It’s not the Tech. It’s Adoption

The pattern repeats. The barrier to organisations leveraging new technology is not the technology’s performance or their people’s ability to learn; it’s investment in adoption, the change management to help people with transition.

The frustration of one more thing

The technology looks great. The vendor has promised it works right out of the box and that it is so simple to use everyone can take it up. Your organisation invested a fortune to buy it and integrate it. After the fanfare of launch day, nothing happens. Nobody is using the fancy new kit. Executives begin to mumble about the vendor or the project team or both. The CIO waves his hands and says the tech works. The CPO invests more communications to promote the tech. Nothing changes.

Your people work hard. They have invested a lot in their current work practices, they work and they know their performance will be measured. Any form of change usually involves a productivity cost where employees go from expert in one system to a beginner in another. Resistance to an experience of loss of productivity at first is rational.

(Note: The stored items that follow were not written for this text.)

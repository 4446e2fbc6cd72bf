use std::sync::Arc;

use axum::{Extension, Json};
use chrono::Utc;
use schemars::JsonSchema;
use serde::{Deserialize, Serialize};
use tracing::instrument;

use crate::{
    github::{ContentsApi, GitHubConfig},
    types::{AppError, ValidatedJson},
    upload::{self, UploadRequest},
};

#[derive(Debug, Serialize, Deserialize, JsonSchema)]
#[serde(rename_all = "camelCase")]
pub struct UploadResponse {
    /// Always `true` on success
    pub ok: bool,
    /// Public raw-content URL of the committed image
    pub url: String,
    /// github.com page of the committed image, when GitHub reports one
    #[serde(skip_serializing_if = "Option::is_none")]
    pub html_url: Option<String>,
}

/// Commits a base64 image to the configured GitHub repository
///
/// Pipeline:
/// 1. `dataURL` is checked by the extractor (400 on mismatch)
/// 2. The repository target is resolved from server configuration (500 when incomplete)
/// 3. The filename is normalized and the path `images/<timestamp>-<filename>` derived
/// 4. One `PUT` to the GitHub Contents API, no retry
///
/// # Errors
///
/// - 400 if `dataURL` is missing, not an image data URL, or carries an invalid payload
/// - 500 if owner, repository or token are not configured
/// - GitHub's own status and message if it rejects the commit
/// - 500 if GitHub cannot be reached or answers with an unreadable body
#[instrument(skip_all, fields(path = tracing::field::Empty))]
pub async fn upload_image(
    Extension(contents_api): Extension<Arc<dyn ContentsApi>>,
    Extension(github_config): Extension<Arc<GitHubConfig>>,
    ValidatedJson(payload): ValidatedJson<UploadRequest>,
) -> Result<Json<UploadResponse>, AppError> {
    let target = github_config.target()?;

    let image = upload::prepare(payload, Utc::now())?;
    tracing::Span::current().record("path", image.path.as_str());
    tracing::info!(
        "Committing {} to {}/{}@{}",
        image.filename,
        target.owner,
        target.repo,
        target.branch
    );

    let created = contents_api
        .create_file(&target, image.as_new_file())
        .await?;

    let url = upload::public_url(&target, &image.path);
    tracing::info!(
        "Image committed: {url} (commit {})",
        created.commit_sha.as_deref().unwrap_or("unknown")
    );

    Ok(Json(UploadResponse {
        ok: true,
        url,
        html_url: created.html_url,
    }))
}

/// CORS preflight / negotiation: 200 with an empty body
///
/// `CorsLayer` answers every `OPTIONS` request before routing, so this only documents the route.
#[allow(clippy::unused_async)]
pub async fn preflight() {}

/// Fallback for any method the upload route does not serve
#[allow(clippy::unused_async)]
pub async fn method_not_allowed() -> AppError {
    AppError::method_not_allowed()
}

For some systems, like CRM, data, or collaboration systems, the payoff in benefits may be some time down the path or payoff to others further weakening the rewards of take-up.

New technologies can also face rational resistance because they cut across organisational values that are deeply entrenched. If knowledge is power in your organisation, sharing knowledge will take culture change. If expertise is how people are promoted, don’t expect enthusiasm for technology like AI that scrambles the path to better jobs. These cultural barriers can be subtle but deeply entrenched. They need a change program to address the fears and communicate that the organisation will value and reward new behaviours.

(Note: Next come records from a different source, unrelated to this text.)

use std::{any::Any, sync::Arc, time::Duration};

use aide::openapi::OpenApi;
use axum::{
    extract::{DefaultBodyLimit, Request, State},
    http::{
        header::{ACCESS_CONTROL_ALLOW_HEADERS, ACCESS_CONTROL_ALLOW_METHODS, CONTENT_TYPE},
        HeaderValue, Method,
    },
    middleware::{self, Next},
    response::{IntoResponse, Response},
    Extension, Router,
};
use datadog_tracing::axum::{shutdown_signal, OtelAxumLayer, OtelInResponseLayer};
use tokio::net::TcpListener;
use tower_http::{
    catch_panic::CatchPanicLayer,
    cors::{Any as AnyOrigin, CorsLayer},
    set_header::SetResponseHeaderLayer,
};

use crate::routes;
use crate::{
    github::{ContentsApi, GitHubConfig},
    types::{AppError, Environment},
};

/// Builds the application router with all layers except request tracing
///
/// Shared by [`start`] and the integration tests.
pub fn router(
    environment: &Environment,
    contents_api: Arc<dyn ContentsApi>,
    github_config: Arc<GitHubConfig>,
) -> Router {
    let mut openapi = OpenApi::default();

    let cors = CorsLayer::new()
        .allow_origin(AnyOrigin)
        .allow_methods([Method::POST, Method::OPTIONS])
        .allow_headers([CONTENT_TYPE]);

    routes::handler()
        .finish_api(&mut openapi)
        .method_not_allowed_fallback(routes::upload::method_not_allowed)
        .layer(Extension(openapi))
        .layer(Extension(environment.clone()))
        .layer(Extension(contents_api))
        .layer(Extension(github_config))
        .layer(DefaultBodyLimit::max(environment.max_body_bytes()))
        .layer(CatchPanicLayer::custom(panic_response))
        .layer(middleware::from_fn_with_state(
            environment.request_timeout(),
            request_timeout,
        ))
        .layer(cors)
        // CorsLayer only lists methods and headers on preflight answers
        .layer(SetResponseHeaderLayer::if_not_present(
            ACCESS_CONTROL_ALLOW_METHODS,
            HeaderValue::from_static("POST, OPTIONS"),
        ))
        .layer(SetResponseHeaderLayer::if_not_present(
            ACCESS_CONTROL_ALLOW_HEADERS,
            HeaderValue::from_static("content-type"),
        ))
}

/// Starts the server with the given environment and dependencies
///
/// # Errors
///
/// Returns an error if the server fails to start or bind to the port
pub async fn start(
    environment: Environment,
    contents_api: Arc<dyn ContentsApi>,
    github_config: Arc<GitHubConfig>,
) -> anyhow::Result<()> {
    let router = router(&environment, contents_api, github_config)
        // Include trace context as header into the response
        .layer(OtelInResponseLayer)
        // Start OpenTelemetry trace on incoming request
        .layer(OtelAxumLayer::default());

    let addr = std::net::SocketAddr::from(([0, 0, 0, 0], environment.port()?));

    let listener = TcpListener::bind(&addr).await?;
    tracing::info!("🔄 Image Upload Backend started on http://{addr}");

    axum::serve(listener, router.into_make_service())
        .with_graceful_shutdown(shutdown_signal())
        .await
        .map_err(anyhow::Error::from)
}

/// Ends requests that outlive `timeout` with the regular 500 envelope
async fn request_timeout(
    State(timeout): State<Duration>,
    request: Request,
    next: Next,
) -> Response {
    match tokio::time::timeout(timeout, next.run(request)).await {
        Ok(response) => response,
        Err(_) => AppError::internal(format!("Request timed out after {}s", timeout.as_secs()))
            .into_response(),
    }
}

/// Turns a handler panic into the regular 500 envelope
fn panic_response(err: Box<dyn Any + Send + 'static>) -> Response {
    let detail = err
        .downcast_ref::<String>()
        .cloned()
        .or_else(|| err.downcast_ref::<&str>().map(ToString::to_string))
        .unwrap_or_else(|| "Unexpected server error".to_string());

    AppError::internal(detail).into_response()
}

Adoption can also play a key role in realising the larger benefits of technology. Too often given new technology we consider it only incrementally, squeezing it in at the edges, looking for incremental gains and growing frustrated that it is one more thing to do. Taking the time to have deep adoption conversations with your employees will identify the areas where work can be transformed by new technology, where the benefits can be larger than increments of productivity, potentially even new revenue and lines of business Those rewards just don’t happen. They need to be wrung out and supported.

So next time you are implementing new technology of any kind, invest a little more into your support for employee’s adoption. You will see far better results.

2 thoughts on “It’s not the Tech. It’s Adoption

  1. And adoption is continuous, it doesn’t stop once the training has ended, it includes any future changes whether people (roles and responsibilities), processes and technology changes.

  2. Raise your hand (enterprise workers) if you want change! Crickets. Same as it ever was.